▶ **AVAILABLE DATA**:
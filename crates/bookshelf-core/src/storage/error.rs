//! Storage error handling
//!
//! Provides typed errors for storage operations with descriptive messages
//! and recovery suggestions.

use std::io;
use std::path::PathBuf;
use thiserror::Error;

/// Errors that can occur during storage operations
#[derive(Error, Debug)]
pub enum StorageError {
    /// Permission denied accessing path
    #[error("Permission denied: cannot access '{path}'. Check file permissions.")]
    PermissionDenied {
        path: PathBuf,
        #[source]
        source: io::Error,
    },

    /// Disk is full or quota exceeded
    #[error(
        "Disk full or quota exceeded while writing to '{path}'. Free up disk space and try again."
    )]
    DiskFull {
        path: PathBuf,
        #[source]
        source: io::Error,
    },

    /// Failed to read file
    #[error("Failed to read '{path}': {source}")]
    ReadError {
        path: PathBuf,
        #[source]
        source: io::Error,
    },

    /// Failed to write file
    #[error("Failed to write '{path}': {source}")]
    WriteError {
        path: PathBuf,
        #[source]
        source: io::Error,
    },

    /// File not found (when expected to exist)
    #[error("File not found: '{path}'")]
    NotFound { path: PathBuf },

    /// Atomic write failed during rename
    #[error("Atomic write failed: could not rename '{from}' to '{to}': {source}")]
    AtomicWriteFailed {
        from: PathBuf,
        to: PathBuf,
        #[source]
        source: io::Error,
    },

    /// Slot key cannot be mapped to a file name
    #[error("Invalid storage key '{key}': use letters, digits, '-', '_' or '.'")]
    InvalidKey { key: String },

    /// Stored value exists but is not a valid record array
    #[error("Stored data under '{key}' is corrupted: {source}")]
    Parse {
        key: String,
        #[source]
        source: serde_json::Error,
    },

    /// Records could not be encoded
    #[error("Failed to serialize records: {0}")]
    Serialize(#[source] serde_json::Error),
}

impl StorageError {
    /// Create an error from an I/O error with path context
    ///
    /// Classifies the error based on its kind (permission, disk full, etc.)
    pub fn from_io(error: io::Error, path: PathBuf) -> Self {
        match error.kind() {
            io::ErrorKind::PermissionDenied => StorageError::PermissionDenied {
                path,
                source: error,
            },
            io::ErrorKind::NotFound => StorageError::NotFound { path },
            // StorageFull is not stable on every toolchain; match the message too
            _ if is_disk_full_error(&error) => StorageError::DiskFull {
                path,
                source: error,
            },
            _ => StorageError::WriteError {
                path,
                source: error,
            },
        }
    }

    /// Same classification, but unclassified failures are reported as reads
    pub fn from_read_io(error: io::Error, path: PathBuf) -> Self {
        match Self::from_io(error, path) {
            StorageError::WriteError { path, source } => StorageError::ReadError { path, source },
            other => other,
        }
    }

    /// Check if this error is recoverable
    pub fn is_recoverable(&self) -> bool {
        matches!(
            self,
            StorageError::DiskFull { .. }
                | StorageError::PermissionDenied { .. }
                | StorageError::Parse { .. }
        )
    }

    /// Get a recovery suggestion for this error
    pub fn recovery_suggestion(&self) -> Option<&'static str> {
        match self {
            StorageError::DiskFull { .. } => Some("Free up disk space and try again."),
            StorageError::PermissionDenied { .. } => {
                Some("Check file and directory permissions. You may need to run with different permissions or change ownership.")
            }
            StorageError::Parse { .. } => {
                Some("Run `shelf reset` to discard the stored catalog and reload the default books.")
            }
            StorageError::InvalidKey { .. } => {
                Some("Storage keys map to file names; choose a key without path separators.")
            }
            _ => None,
        }
    }

    /// The error message followed by its recovery suggestion, if any
    pub fn describe(&self) -> String {
        match self.recovery_suggestion() {
            Some(hint) => format!("{} ({})", self, hint),
            None => self.to_string(),
        }
    }
}

/// Check if an I/O error indicates disk full condition
fn is_disk_full_error(error: &io::Error) -> bool {
    let msg = error.to_string().to_lowercase();
    msg.contains("no space left")
        || msg.contains("disk full")
        || msg.contains("quota exceeded")
        || msg.contains("not enough space")
}

/// Result type for storage operations
pub type StorageResult<T> = Result<T, StorageError>;
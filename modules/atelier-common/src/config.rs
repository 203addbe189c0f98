use std::env;

/// Application configuration loaded from environment variables.
#[derive(Debug, Clone)]
pub struct Config {
    // Postgres
    pub database_url: String,

    // Web server
    pub web_host: String,
    pub web_port: u16,

    // Session cookie signing
    pub session_secret: String,
}

impl Config {
    /// Load configuration from environment variables.
    /// Panics with a clear message if required vars are missing.
    pub fn from_env() -> Self {
        Self {
            database_url: required_env("DATABASE_URL"),
            web_host: env::var("WEB_HOST").unwrap_or_else(|_| "0.0.0.0".to_string()),
            web_port: env::var("WEB_PORT")
                .unwrap_or_else(|_| "3000".to_string())
                .parse()
                .expect("WEB_PORT must be a number"),
            session_secret: required_env("SESSION_SECRET"),
        }
    }
}

fn required_env(key: &str) -> String {
    env::var(key).unwrap_or_else(|_| panic!("{key} environment variable is required"))
}
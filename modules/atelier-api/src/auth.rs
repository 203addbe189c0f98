use std::sync::Arc;

use axum::{
    extract::FromRequestParts,
    http::request::Parts,
    response::{IntoResponse, Response},
};
use hmac::{Hmac, Mac};
use sha2::Sha256;

use atelier_common::AtelierError;

use crate::{error::ApiError, AppState};

type HmacSha256 = Hmac<Sha256>;

const COOKIE_NAME: &str = "at_session";
const SESSION_DURATION_SECS: i64 = 7 * 24 * 3600; // 7 days

/// Authenticated session. Extract this in handlers that require a caller.
/// If the session cookie is missing or invalid, the request is rejected
/// with a 401 JSON body. This API has no login page of its own; sessions
/// are minted by the external auth provider's callback.
pub struct Session {
    pub user_id: String,
}

impl FromRequestParts<Arc<AppState>> for Session {
    type Rejection = Response;

    async fn from_request_parts(
        parts: &mut Parts,
        state: &Arc<AppState>,
    ) -> Result<Self, Self::Rejection> {
        match session_from_parts(parts, &state.config.session_secret) {
            Some(user_id) => Ok(Session { user_id }),
            None => Err(ApiError(AtelierError::Authorization(
                "authentication required".to_string(),
            ))
            .into_response()),
        }
    }
}

/// Session if present, `None` otherwise. Never rejects. Used by the event
/// append endpoint, where anonymous callers are permitted and the actor is
/// simply recorded as null.
pub struct MaybeSession(pub Option<String>);

impl FromRequestParts<Arc<AppState>> for MaybeSession {
    type Rejection = std::convert::Infallible;

    async fn from_request_parts(
        parts: &mut Parts,
        state: &Arc<AppState>,
    ) -> Result<Self, Self::Rejection> {
        Ok(MaybeSession(session_from_parts(
            parts,
            &state.config.session_secret,
        )))
    }
}

fn session_from_parts(parts: &Parts, secret: &str) -> Option<String> {
    let cookie_header = parts
        .headers
        .get(axum::http::header::COOKIE)
        .and_then(|v| v.to_str().ok())
        .unwrap_or("");

    parse_cookie(cookie_header, COOKIE_NAME).and_then(|value| verify_session(value, secret))
}

/// Create a signed session cookie value: `user_id|expiry|signature`
pub fn create_session(user_id: &str, secret: &str) -> String {
    let expiry = chrono::Utc::now().timestamp() + SESSION_DURATION_SECS;
    let payload = format!("{user_id}|{expiry}");
    let sig = sign(&payload, secret);
    format!("{payload}|{sig}")
}

/// Build the Cookie header value for a session. Used by tests and by the
/// auth provider callback that mints sessions.
pub fn session_cookie_header(user_id: &str, secret: &str) -> String {
    format!("{COOKIE_NAME}={}", create_session(user_id, secret))
}

/// Verify a session cookie value. Returns the user id if valid.
fn verify_session(value: &str, secret: &str) -> Option<String> {
    let parts: Vec<&str> = value.splitn(3, '|').collect();
    if parts.len() != 3 {
        return None;
    }

    let user_id = parts[0];
    let expiry_str = parts[1];
    let sig = parts[2];

    // Verify signature
    let payload = format!("{user_id}|{expiry_str}");
    let expected_sig = sign(&payload, secret);
    if !constant_time_eq(sig.as_bytes(), expected_sig.as_bytes()) {
        return None;
    }

    // Check expiry
    let expiry: i64 = expiry_str.parse().ok()?;
    if chrono::Utc::now().timestamp() > expiry {
        return None;
    }

    Some(user_id.to_string())
}

fn sign(payload: &str, secret: &str) -> String {
    let mut mac =
        HmacSha256::new_from_slice(secret.as_bytes()).expect("HMAC can take key of any size");
    mac.update(payload.as_bytes());
    hex::encode(mac.finalize().into_bytes())
}

/// Constant-time comparison to prevent timing attacks.
pub fn constant_time_eq(a: &[u8], b: &[u8]) -> bool {
    if a.len() != b.len() {
        return false;
    }
    a.iter()
        .zip(b.iter())
        .fold(0u8, |acc, (x, y)| acc | (x ^ y))
        == 0
}

/// Parse a specific cookie from the Cookie header string.
fn parse_cookie<'a>(header: &'a str, name: &str) -> Option<&'a str> {
    for part in header.split(';') {
        let part = part.trim();
        if let Some(value) = part.strip_prefix(name) {
            if let Some(value) = value.strip_prefix('=') {
                return Some(value);
            }
        }
    }
    None
}

#[cfg(test)]
mod tests {
    use super::*;

    #[test]
    fn roundtrip_session() {
        let secret = "test-secret-key";
        let user_id = "user_2abc";
        let cookie_value = create_session(user_id, secret);
        let result = verify_session(&cookie_value, secret);
        assert_eq!(result, Some(user_id.to_string()));
    }

    #[test]
    fn rejects_tampered_session() {
        let secret = "test-secret-key";
        let cookie_value = create_session("user_2abc", secret);
        // Tamper with the user id
        let tampered = cookie_value.replacen("user_2abc", "user_9zzz", 1);
        assert_eq!(verify_session(&tampered, secret), None);
    }

    #[test]
    fn rejects_wrong_secret() {
        let cookie_value = create_session("user_2abc", "secret-a");
        assert_eq!(verify_session(&cookie_value, "secret-b"), None);
    }

    #[test]
    fn rejects_expired_session() {
        let user_id = "user_2abc";
        let secret = "test-secret";
        // Manually create an expired session
        let expiry = chrono::Utc::now().timestamp() - 100;
        let payload = format!("{user_id}|{expiry}");
        let sig = sign(&payload, secret);
        let value = format!("{payload}|{sig}");
        assert_eq!(verify_session(&value, secret), None);
    }

    #[test]
    fn rejects_malformed_value() {
        assert_eq!(verify_session("garbage", "secret"), None);
        assert_eq!(verify_session("a|b", "secret"), None);
    }

    #[test]
    fn parse_cookie_works() {
        assert_eq!(
            parse_cookie("at_session=abc123; other=xyz", "at_session"),
            Some("abc123")
        );
        assert_eq!(
            parse_cookie("other=xyz; at_session=abc123", "at_session"),
            Some("abc123")
        );
        assert_eq!(parse_cookie("other=xyz", "at_session"), None);
    }
}
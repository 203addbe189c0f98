//! MentionResolver: read-only candidate lookup over the external users
//! table, re-ranked in process.

use std::collections::HashSet;

use sqlx::PgPool;

use atelier_common::{AtelierError, Suggestion, UserRef};

use crate::ranking::{clamp_suggestion_limit, escape_like, rank_candidates, MAX_SUGGESTION_LIMIT};

/// How many candidate rows to fetch per cap unit. The in-process ranking
/// pass needs headroom beyond the final page so tier ordering isn't starved
/// by lexicographically-early substring matches.
const CANDIDATE_FACTOR: i64 = 3;

#[derive(Clone)]
pub struct MentionResolver {
    pool: PgPool,
}

impl MentionResolver {
    pub fn new(pool: PgPool) -> Self {
        Self { pool }
    }

    /// Suggest users for a partial handle. An empty or whitespace query
    /// returns an empty list without touching the database. `exclude_ids`
    /// members are guaranteed absent from the result; callers pass the
    /// requesting user's own id here. At most min(limit, 20) results.
    pub async fn suggest(
        &self,
        query: &str,
        limit: Option<i64>,
        exclude_ids: &[String],
    ) -> Result<Vec<Suggestion>, AtelierError> {
        let query = query.trim();
        if query.is_empty() {
            return Ok(Vec::new());
        }

        let limit = clamp_suggestion_limit(limit);
        let escaped = escape_like(&query.to_lowercase());
        let prefix_pattern = format!("{escaped}%");
        let contains_pattern = format!("%{escaped}%");

        let candidates = sqlx::query_as::<_, UserRef>(
            r#"
            SELECT id, username, display_name, avatar_url
            FROM users
            WHERE (username ILIKE $1
                   OR (display_name IS NOT NULL AND display_name ILIKE $1))
              AND id <> ALL($2)
            ORDER BY
                CASE
                    WHEN lower(username) LIKE $3 THEN 0
                    WHEN lower(username) LIKE $1 THEN 1
                    ELSE 2
                END,
                lower(username) ASC,
                id ASC
            LIMIT $4
            "#,
        )
        .bind(&contains_pattern)
        .bind(exclude_ids)
        .bind(&prefix_pattern)
        .bind(MAX_SUGGESTION_LIMIT * CANDIDATE_FACTOR)
        .fetch_all(&self.pool)
        .await?;

        let exclude: HashSet<String> = exclude_ids.iter().cloned().collect();
        Ok(rank_candidates(query, candidates, &exclude, limit as usize))
    }
}
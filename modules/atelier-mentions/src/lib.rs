//! Mention suggestion lookup.
//!
//! Read-only: given a partial handle, returns a ranked, deduplicated,
//! self-excluding list of candidate users. Never writes anything.

pub mod ranking;
pub mod resolver;

pub use ranking::{clamp_suggestion_limit, escape_like, rank_candidates};
pub use resolver::MentionResolver;
//! Deterministic ranking over candidate rows.
//!
//! Order: username prefix matches, then username substring matches, then
//! users matched only via display name. Ties break lexicographically on
//! the lowercased username, then on id, so identical inputs always produce
//! identical output.

use std::collections::HashSet;

use atelier_common::{Suggestion, UserRef};

/// Default suggestion count when the caller doesn't ask for one.
pub const DEFAULT_SUGGESTION_LIMIT: i64 = 10;

/// Hard cap on suggestions, regardless of the requested value.
pub const MAX_SUGGESTION_LIMIT: i64 = 20;

/// Clamp a requested suggestion count to the valid range.
pub fn clamp_suggestion_limit(requested: Option<i64>) -> i64 {
    match requested {
        Some(n) if n > 0 => n.min(MAX_SUGGESTION_LIMIT),
        _ => DEFAULT_SUGGESTION_LIMIT,
    }
}

/// Escape LIKE/ILIKE wildcards so a user-typed query matches literally.
pub fn escape_like(query: &str) -> String {
    let mut escaped = String::with_capacity(query.len());
    for c in query.chars() {
        if c == '%' || c == '_' || c == '\\' {
            escaped.push('\\');
        }
        escaped.push(c);
    }
    escaped
}

fn match_tier(query_lower: &str, user: &UserRef) -> u8 {
    let username = user.username.to_lowercase();
    if username.starts_with(query_lower) {
        0
    } else if username.contains(query_lower) {
        1
    } else {
        // Reached the candidate set via display name only.
        2
    }
}

/// Rank candidate rows into the final suggestion list: drop excluded ids,
/// deduplicate by id, sort by match tier then username then id, truncate.
pub fn rank_candidates(
    query: &str,
    candidates: Vec<UserRef>,
    exclude_ids: &HashSet<String>,
    limit: usize,
) -> Vec<Suggestion> {
    let query_lower = query.to_lowercase();

    let mut seen = HashSet::new();
    let mut ranked: Vec<(u8, String, UserRef)> = candidates
        .into_iter()
        .filter(|u| !exclude_ids.contains(&u.id))
        .filter(|u| seen.insert(u.id.clone()))
        .map(|u| (match_tier(&query_lower, &u), u.username.to_lowercase(), u))
        .collect();

    ranked.sort_by(|a, b| {
        a.0.cmp(&b.0)
            .then_with(|| a.1.cmp(&b.1))
            .then_with(|| a.2.id.cmp(&b.2.id))
    });

    ranked
        .into_iter()
        .take(limit)
        .map(|(_, _, user)| Suggestion::from(user))
        .collect()
}

#[cfg(test)]
mod tests {
    use super::*;

    fn user(id: &str, username: &str, display_name: Option<&str>) -> UserRef {
        UserRef {
            id: id.to_string(),
            username: username.to_string(),
            display_name: display_name.map(|s| s.to_string()),
            avatar_url: None,
        }
    }

    #[test]
    fn clamp_caps_at_20() {
        assert_eq!(clamp_suggestion_limit(Some(100)), 20);
        assert_eq!(clamp_suggestion_limit(Some(20)), 20);
    }

    #[test]
    fn clamp_defaults_when_missing_or_invalid() {
        assert_eq!(clamp_suggestion_limit(None), 10);
        assert_eq!(clamp_suggestion_limit(Some(0)), 10);
        assert_eq!(clamp_suggestion_limit(Some(-3)), 10);
    }

    #[test]
    fn escape_handles_wildcards() {
        assert_eq!(escape_like("al"), "al");
        assert_eq!(escape_like("100%"), "100\\%");
        assert_eq!(escape_like("a_b"), "a\\_b");
        assert_eq!(escape_like("a\\b"), "a\\\\b");
    }

    #[test]
    fn prefix_matches_rank_before_substring() {
        let candidates = vec![
            user("u2", "malbert", None),
            user("u1", "albert", None),
        ];
        let out = rank_candidates("al", candidates, &HashSet::new(), 10);
        assert_eq!(out[0].username, "albert");
        assert_eq!(out[1].username, "malbert");
    }

    #[test]
    fn display_name_only_matches_rank_last() {
        let candidates = vec![
            user("u3", "zorro", Some("Al Pacino")),
            user("u1", "albert", None),
        ];
        let out = rank_candidates("al", candidates, &HashSet::new(), 10);
        assert_eq!(out[0].username, "albert");
        assert_eq!(out[1].username, "zorro");
    }

    #[test]
    fn ties_break_lexicographically_then_by_id() {
        let candidates = vec![
            user("u2", "alice", None),
            user("u3", "albert", None),
            user("u1", "alice", None),
        ];
        let out = rank_candidates("al", candidates, &HashSet::new(), 10);
        assert_eq!(out[0].username, "albert");
        assert_eq!(out[1].id, "u1");
        assert_eq!(out[2].id, "u2");
    }

    #[test]
    fn excluded_ids_never_appear() {
        let candidates = vec![
            user("u1", "alice", None),
            user("u2", "albert", None),
        ];
        let exclude: HashSet<String> = ["u1".to_string()].into_iter().collect();
        let out = rank_candidates("al", candidates, &exclude, 10);
        assert_eq!(out.len(), 1);
        assert_eq!(out[0].id, "u2");
    }

    #[test]
    fn duplicate_ids_are_deduplicated() {
        let candidates = vec![
            user("u1", "alice", None),
            user("u1", "alice", None),
        ];
        let out = rank_candidates("al", candidates, &HashSet::new(), 10);
        assert_eq!(out.len(), 1);
    }

    #[test]
    fn truncates_to_limit() {
        let candidates = (0..30)
            .map(|i| user(&format!("u{i:02}"), &format!("alice{i:02}"), None))
            .collect();
        let out = rank_candidates("alice", candidates, &HashSet::new(), 5);
        assert_eq!(out.len(), 5);
    }

    #[test]
    fn matching_is_case_insensitive() {
        let candidates = vec![user("u1", "Albert", None)];
        let out = rank_candidates("AL", candidates, &HashSet::new(), 10);
        assert_eq!(out.len(), 1);
        assert_eq!(out[0].username, "Albert");
    }
}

▶ **WORK INSTRUCTIONS**: Output exactly one stretch of the listing: from the line containing "that mints sessions." through the line containing "let mut mac", both end lines included.

▶ **COMPLETED EXERCISE**:
/// auth provider callback that mints sessions.
pub fn session_cookie_header(user_id: &str, secret: &str) -> String {
    format!("{COOKIE_NAME}={}", create_session(user_id, secret))
}

/// Verify a session cookie value. Returns the user id if valid.
fn verify_session(value: &str, secret: &str) -> Option<String> {
    let parts: Vec<&str> = value.splitn(3, '|').collect();
    if parts.len() != 3 {
        return None;
    }

    let user_id = parts[0];
    let expiry_str = parts[1];
    let sig = parts[2];

    // Verify signature
    let payload = format!("{user_id}|{expiry_str}");
    let expected_sig = sign(&payload, secret);
    if !constant_time_eq(sig.as_bytes(), expected_sig.as_bytes()) {
        return None;
    }

    // Check expiry
    let expiry: i64 = expiry_str.parse().ok()?;
    if chrono::Utc::now().timestamp() > expiry {
        return None;
    }

    Some(user_id.to_string())
}

fn sign(payload: &str, secret: &str) -> String {
    let mut mac =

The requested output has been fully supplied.